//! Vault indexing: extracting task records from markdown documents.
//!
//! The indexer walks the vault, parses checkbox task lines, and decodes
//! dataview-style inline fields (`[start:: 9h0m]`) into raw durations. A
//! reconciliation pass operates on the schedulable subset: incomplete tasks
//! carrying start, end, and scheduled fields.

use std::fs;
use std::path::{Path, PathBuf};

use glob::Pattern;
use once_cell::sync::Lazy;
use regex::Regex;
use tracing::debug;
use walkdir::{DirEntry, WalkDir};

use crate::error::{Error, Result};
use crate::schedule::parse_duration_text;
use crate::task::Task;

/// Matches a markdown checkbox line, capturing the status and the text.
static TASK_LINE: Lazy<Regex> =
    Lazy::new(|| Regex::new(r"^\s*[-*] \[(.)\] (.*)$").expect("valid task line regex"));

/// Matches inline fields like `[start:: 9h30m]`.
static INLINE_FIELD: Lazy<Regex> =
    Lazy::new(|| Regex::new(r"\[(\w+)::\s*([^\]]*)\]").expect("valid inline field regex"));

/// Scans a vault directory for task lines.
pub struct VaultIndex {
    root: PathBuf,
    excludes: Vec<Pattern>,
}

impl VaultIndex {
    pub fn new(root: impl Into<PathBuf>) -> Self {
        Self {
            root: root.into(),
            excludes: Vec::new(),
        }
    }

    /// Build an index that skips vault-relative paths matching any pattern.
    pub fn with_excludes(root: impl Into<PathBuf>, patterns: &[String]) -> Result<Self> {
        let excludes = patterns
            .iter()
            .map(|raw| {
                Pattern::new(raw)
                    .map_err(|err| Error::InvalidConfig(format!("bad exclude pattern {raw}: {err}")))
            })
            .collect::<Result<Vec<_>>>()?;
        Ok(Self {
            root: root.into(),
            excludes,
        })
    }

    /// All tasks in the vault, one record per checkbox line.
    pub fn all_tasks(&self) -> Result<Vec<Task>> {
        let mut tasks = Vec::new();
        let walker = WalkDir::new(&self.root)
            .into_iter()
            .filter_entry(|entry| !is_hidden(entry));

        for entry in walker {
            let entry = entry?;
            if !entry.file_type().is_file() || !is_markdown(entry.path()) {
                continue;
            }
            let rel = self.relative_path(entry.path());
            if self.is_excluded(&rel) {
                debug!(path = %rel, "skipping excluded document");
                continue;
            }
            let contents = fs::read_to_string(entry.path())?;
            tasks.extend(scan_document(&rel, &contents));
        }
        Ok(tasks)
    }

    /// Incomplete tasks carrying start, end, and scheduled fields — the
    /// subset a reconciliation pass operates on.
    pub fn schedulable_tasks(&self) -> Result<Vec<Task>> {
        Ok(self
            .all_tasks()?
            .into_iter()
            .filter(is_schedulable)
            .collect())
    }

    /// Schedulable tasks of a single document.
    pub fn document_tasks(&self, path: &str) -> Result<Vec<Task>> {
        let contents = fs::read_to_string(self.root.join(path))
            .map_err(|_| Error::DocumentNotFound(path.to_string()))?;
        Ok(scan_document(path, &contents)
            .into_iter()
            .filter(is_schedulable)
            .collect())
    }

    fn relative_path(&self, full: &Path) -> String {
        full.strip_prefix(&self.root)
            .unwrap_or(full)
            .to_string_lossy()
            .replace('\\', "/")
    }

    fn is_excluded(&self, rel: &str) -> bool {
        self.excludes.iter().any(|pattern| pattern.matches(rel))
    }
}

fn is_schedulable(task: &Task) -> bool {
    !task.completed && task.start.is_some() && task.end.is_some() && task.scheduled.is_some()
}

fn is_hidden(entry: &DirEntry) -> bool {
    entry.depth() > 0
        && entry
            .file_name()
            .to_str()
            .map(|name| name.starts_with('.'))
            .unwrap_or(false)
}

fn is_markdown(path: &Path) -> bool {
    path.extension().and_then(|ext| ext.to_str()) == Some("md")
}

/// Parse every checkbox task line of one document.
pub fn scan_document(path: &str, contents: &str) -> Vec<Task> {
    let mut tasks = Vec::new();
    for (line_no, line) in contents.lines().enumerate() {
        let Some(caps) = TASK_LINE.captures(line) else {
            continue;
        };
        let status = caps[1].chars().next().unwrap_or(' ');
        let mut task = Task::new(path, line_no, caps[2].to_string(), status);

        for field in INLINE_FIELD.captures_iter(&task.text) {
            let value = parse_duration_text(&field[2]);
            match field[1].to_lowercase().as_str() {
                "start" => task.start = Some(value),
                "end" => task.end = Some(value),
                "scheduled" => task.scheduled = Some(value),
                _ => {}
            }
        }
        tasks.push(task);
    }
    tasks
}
...
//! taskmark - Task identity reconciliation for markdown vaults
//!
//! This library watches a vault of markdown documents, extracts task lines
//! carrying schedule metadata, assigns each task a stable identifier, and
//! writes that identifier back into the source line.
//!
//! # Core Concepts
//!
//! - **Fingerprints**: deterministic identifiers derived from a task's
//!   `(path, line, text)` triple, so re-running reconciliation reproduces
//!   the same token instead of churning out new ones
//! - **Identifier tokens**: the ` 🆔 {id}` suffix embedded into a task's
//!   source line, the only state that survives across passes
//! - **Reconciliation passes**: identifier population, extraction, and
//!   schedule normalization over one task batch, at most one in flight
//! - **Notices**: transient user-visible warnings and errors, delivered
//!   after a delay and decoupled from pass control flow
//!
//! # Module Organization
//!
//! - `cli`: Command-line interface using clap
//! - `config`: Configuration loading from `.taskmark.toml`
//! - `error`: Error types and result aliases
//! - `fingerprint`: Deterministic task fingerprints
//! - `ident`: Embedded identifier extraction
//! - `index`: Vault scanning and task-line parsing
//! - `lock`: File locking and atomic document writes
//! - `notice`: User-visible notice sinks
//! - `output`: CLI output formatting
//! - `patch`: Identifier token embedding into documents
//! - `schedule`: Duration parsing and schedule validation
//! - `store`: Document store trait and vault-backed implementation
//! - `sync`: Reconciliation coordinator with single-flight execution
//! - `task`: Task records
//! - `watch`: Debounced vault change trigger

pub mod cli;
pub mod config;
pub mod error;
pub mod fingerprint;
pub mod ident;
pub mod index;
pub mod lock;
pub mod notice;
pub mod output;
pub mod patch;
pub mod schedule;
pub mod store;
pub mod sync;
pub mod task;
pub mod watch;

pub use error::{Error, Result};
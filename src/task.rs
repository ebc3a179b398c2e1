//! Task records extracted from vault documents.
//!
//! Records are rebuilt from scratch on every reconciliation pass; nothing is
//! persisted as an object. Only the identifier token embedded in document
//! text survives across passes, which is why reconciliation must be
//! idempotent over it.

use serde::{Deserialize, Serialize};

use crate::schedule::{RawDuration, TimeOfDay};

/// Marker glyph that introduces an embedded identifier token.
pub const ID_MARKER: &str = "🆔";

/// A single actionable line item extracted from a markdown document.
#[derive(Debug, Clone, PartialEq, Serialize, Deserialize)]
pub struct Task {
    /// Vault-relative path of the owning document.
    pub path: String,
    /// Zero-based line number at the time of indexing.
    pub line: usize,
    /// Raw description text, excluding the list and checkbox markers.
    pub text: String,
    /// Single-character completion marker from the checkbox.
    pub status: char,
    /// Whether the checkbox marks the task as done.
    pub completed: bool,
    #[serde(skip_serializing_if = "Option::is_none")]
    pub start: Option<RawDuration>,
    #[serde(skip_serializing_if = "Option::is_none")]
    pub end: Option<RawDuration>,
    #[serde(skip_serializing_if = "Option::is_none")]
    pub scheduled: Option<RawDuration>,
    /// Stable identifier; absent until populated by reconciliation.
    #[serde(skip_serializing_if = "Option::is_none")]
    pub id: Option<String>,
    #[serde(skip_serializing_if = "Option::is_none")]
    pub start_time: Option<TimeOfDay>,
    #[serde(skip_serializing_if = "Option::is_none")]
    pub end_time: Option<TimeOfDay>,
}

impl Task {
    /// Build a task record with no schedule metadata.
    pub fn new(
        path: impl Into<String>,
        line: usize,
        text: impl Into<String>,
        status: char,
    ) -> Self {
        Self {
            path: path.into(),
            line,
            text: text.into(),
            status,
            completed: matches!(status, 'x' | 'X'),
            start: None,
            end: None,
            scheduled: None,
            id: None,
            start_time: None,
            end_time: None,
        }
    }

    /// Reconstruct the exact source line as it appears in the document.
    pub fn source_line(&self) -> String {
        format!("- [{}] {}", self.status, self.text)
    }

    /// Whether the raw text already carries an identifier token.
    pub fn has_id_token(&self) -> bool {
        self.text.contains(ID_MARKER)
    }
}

What to work on. Please count the lines above containing "value"; number only.

Task solution. 4